Three photographs of the 1915 Renaissance Revival Berkeley, California Post Office, on the short list for closure: interior murals of by Suzanne Scheuer, exterior, and protester Josh Kornbluth in character as Benjamin Franklin, the first Postmaster General. Jim Wilson/New York Times.
I checked out several of the post offices that are on the market now (on this great blog) and was immediately drawn to two in particular: another Renaissance Revival building in Gulfport, Mississippi and the beautiful Greek Revival post office in the Georgetown section of Washington, DC. The DC building has been sold to a developer who is apparently going to adapt it for office space while retaining the post office on the first floor; this deal seems to have been years in the making and illustrates just how difficult the redevelopment process can be.
The Gulfport, Mississippi Post Office today and shortly after its construction in 1910, postcard courtesy of the Mississippi Department of Archives and History; the Georgetown Post Office, built in 1858, and a 1856 rendering by architect Ammi B. Young, Library of Congress.
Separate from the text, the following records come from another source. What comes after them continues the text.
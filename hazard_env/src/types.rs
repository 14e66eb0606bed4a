//! Common types for the hazard environment abstraction.

use serde::{Deserialize, Serialize};
use std::fmt;

/// Human-readable name of a simulated agent ("Alice", "Barbara", ...).
#[derive(Debug, Clone, PartialEq, Eq, Hash, Serialize, Deserialize)]
#[serde(transparent)]
pub struct AgentName(String);

impl AgentName {
    /// Creates a new agent name.
    pub fn new(name: impl Into<String>) -> Self {
        Self(name.into())
    }

    /// Returns the name as a string slice.
    pub fn as_str(&self) -> &str {
        &self.0
    }
}

impl From<&str> for AgentName {
    fn from(name: &str) -> Self {
        Self::new(name)
    }
}

impl From<String> for AgentName {
    fn from(name: String) -> Self {
        Self(name)
    }
}

impl fmt::Display for AgentName {
    fn fmt(&self, f: &mut fmt::Formatter<'_>) -> fmt::Result {
        f.write_str(&self.0)
    }
}

/// An avoidance direction an agent can try to claim ("left", "right", ...).
#[derive(Debug, Clone, PartialEq, Eq, Hash, PartialOrd, Ord, Serialize, Deserialize)]
#[serde(transparent)]
pub struct Direction(String);

impl Direction {
    /// Creates a new direction.
    pub fn new(name: impl Into<String>) -> Self {
        Self(name.into())
    }

    /// Returns the direction as a string slice.
    pub fn as_str(&self) -> &str {
        &self.0
    }
}

impl From<&str> for Direction {
    fn from(name: &str) -> Self {
        Self::new(name)
    }
}

impl fmt::Display for Direction {
    fn fmt(&self, f: &mut fmt::Formatter<'_>) -> fmt::Result {
        f.write_str(&self.0)
    }
}

#[cfg(test)]
mod tests {
    use super::*;

    #[test]
    fn test_names_display_verbatim() {
        assert_eq!(AgentName::from("Alice").to_string(), "Alice");
        assert_eq!(Direction::from("left").as_str(), "left");
    }
}
//! NegotiationAgent - the livelock protocol.
//!
//! Agents meeting in a hallway each try to step aside. Per direction:
//!
//! ```text
//! claim(d) ── tick ── count(d) == 1 ? ──yes──► Committed(d)
//!                          │
//!                          no
//!                          │
//!                        tick ── release(d) ──► next direction
//! ```
//!
//! After retreating from the last direction an agent counts one attempt and
//! starts over with its first one. When every agent acts on the same tick
//! none of them ever observes a stable moment, so with symmetric agents the
//! exchange repeats until the attempt bound runs out.

use crate::cadence::{CadenceClock, CadenceMode};
use crate::counter::{CounterSnapshot, DirectionCounter};
use crate::error::HarnessError;
use crate::harness::AgentGroup;
use hazard_env::{AgentName, Direction, HazardContext};
use serde::{Deserialize, Serialize};
use std::collections::BTreeMap;
use std::fmt::Write as _;
use std::sync::atomic::{AtomicBool, Ordering};
use std::sync::Arc;
use tracing::{debug, info};

/// How many full direction cycles an agent may try.
#[derive(Debug, Clone, Copy, PartialEq, Eq, Serialize, Deserialize)]
pub enum AttemptBound {
    /// Give up after this many cycles
    Limited(u32),

    /// Never give up
    Unbounded,
}

impl AttemptBound {
    /// Returns true if `attempts` completed cycles exhaust the bound.
    pub fn is_exhausted(&self, attempts: u32) -> bool {
        match self {
            AttemptBound::Limited(max) => attempts >= *max,
            AttemptBound::Unbounded => false,
        }
    }
}

impl Default for AttemptBound {
    fn default() -> Self {
        AttemptBound::Limited(5)
    }
}

/// One participant of the negotiation.
#[derive(Debug, Clone, PartialEq, Eq, Serialize, Deserialize)]
pub struct AgentSpec {
    /// Agent name, used in traces
    pub name: AgentName,

    /// Index of the direction this agent tries first
    pub preference_offset: usize,
}

impl AgentSpec {
    /// Creates an agent that starts with the first direction.
    pub fn new(name: impl Into<AgentName>) -> Self {
        Self {
            name: name.into(),
            preference_offset: 0,
        }
    }

    /// Starts this agent at a different direction.
    pub fn with_preference_offset(mut self, offset: usize) -> Self {
        self.preference_offset = offset;
        self
    }
}
//! Hazard scenarios for DST.

use crate::error::SimError;

/// Scenario identifiers
#[derive(Debug, Clone, Copy, PartialEq, Eq, Hash, serde::Serialize, serde::Deserialize)]
#[serde(rename_all = "snake_case")]
pub enum ScenarioId {
    /// HZ-001: Opposed lock ordering over two shared cells
    Deadlock,

    /// HZ-002: Symmetric agents negotiating directions in lock-step
    Livelock,

    /// HZ-003: Greedy long-hold versus polite short-hold lock use
    Starvation,
}

impl ScenarioId {
    /// Returns a list of all scenarios.
    pub fn all() -> Vec<ScenarioId> {
        vec![
            ScenarioId::Deadlock,
            ScenarioId::Livelock,
            ScenarioId::Starvation,
        ]
    }

    /// Returns the scenario name.
    pub fn name(&self) -> &'static str {
        match self {
            ScenarioId::Deadlock => "deadlock",
            ScenarioId::Livelock => "livelock",
            ScenarioId::Starvation => "starvation",
        }
    }

    /// Returns the scenario code.
    pub fn code(&self) -> &'static str {
        match self {
            ScenarioId::Deadlock => "HZ-001",
            ScenarioId::Livelock => "HZ-002",
            ScenarioId::Starvation => "HZ-003",
        }
    }

    /// Returns a description of the scenario.
    pub fn description(&self) -> &'static str {
        match self {
            ScenarioId::Deadlock => "Two agents lock two cells in opposite order with work in between; expect a permanent hang",
            ScenarioId::Livelock => "Agents claim and abandon directions on a shared cadence; expect nobody to commit",
            ScenarioId::Starvation => "Greedy 3-unit holds against polite 3x1-unit holds; expect polite throughput to collapse",
        }
    }

    /// Returns true if the scenario can block forever without an external limit.
    pub fn may_hang(&self) -> bool {
        matches!(self, ScenarioId::Deadlock | ScenarioId::Livelock)
    }
}

impl std::fmt::Display for ScenarioId {
    fn fmt(&self, f: &mut std::fmt::Formatter<'_>) -> std::fmt::Result {
        write!(f, "{}", self.name())
    }
}

impl std::str::FromStr for ScenarioId {
    type Err = SimError;

    fn from_str(s: &str) -> Result<Self, Self::Err> {
        match s.to_lowercase().as_str() {
            "deadlock" | "dl" | "hz-001" => Ok(ScenarioId::Deadlock),
            "livelock" | "ll" | "hz-002" => Ok(ScenarioId::Livelock),
            "starvation" | "exhaustion" | "hz-003" => Ok(ScenarioId::Starvation),
            _ => Err(SimError::UnknownScenario(s.to_string())),
        }
    }
}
I must admit that I have never really appreciated Salem’s Post Office, which I walk by nearly every day with little more than a passing glance. It is a classic WPA project, designed by local architect Philip Horton Smith and constructed in 1932-33 in the Colonial Revival style. It definitely has presence, but I always thought it was a bit boring, until I recently started noticing the details, inside and out: there certainly is a lot of marble and bronze in there, and the tables and radiator grates–even the mailboxes–are really lovely, as I now can see. To emphasize its centrality–as well as its connection to the outside world–this building was sited right across from Salem’s grand and gothic railroad station, whose destruction in 1954 is lamented to this day.
The Salem Post Office today and in the 1940s, downstairs interior and mailboxes, the former Post Office in Salem, adapted for reuse as shops in the 1930s and still serving in that capacity.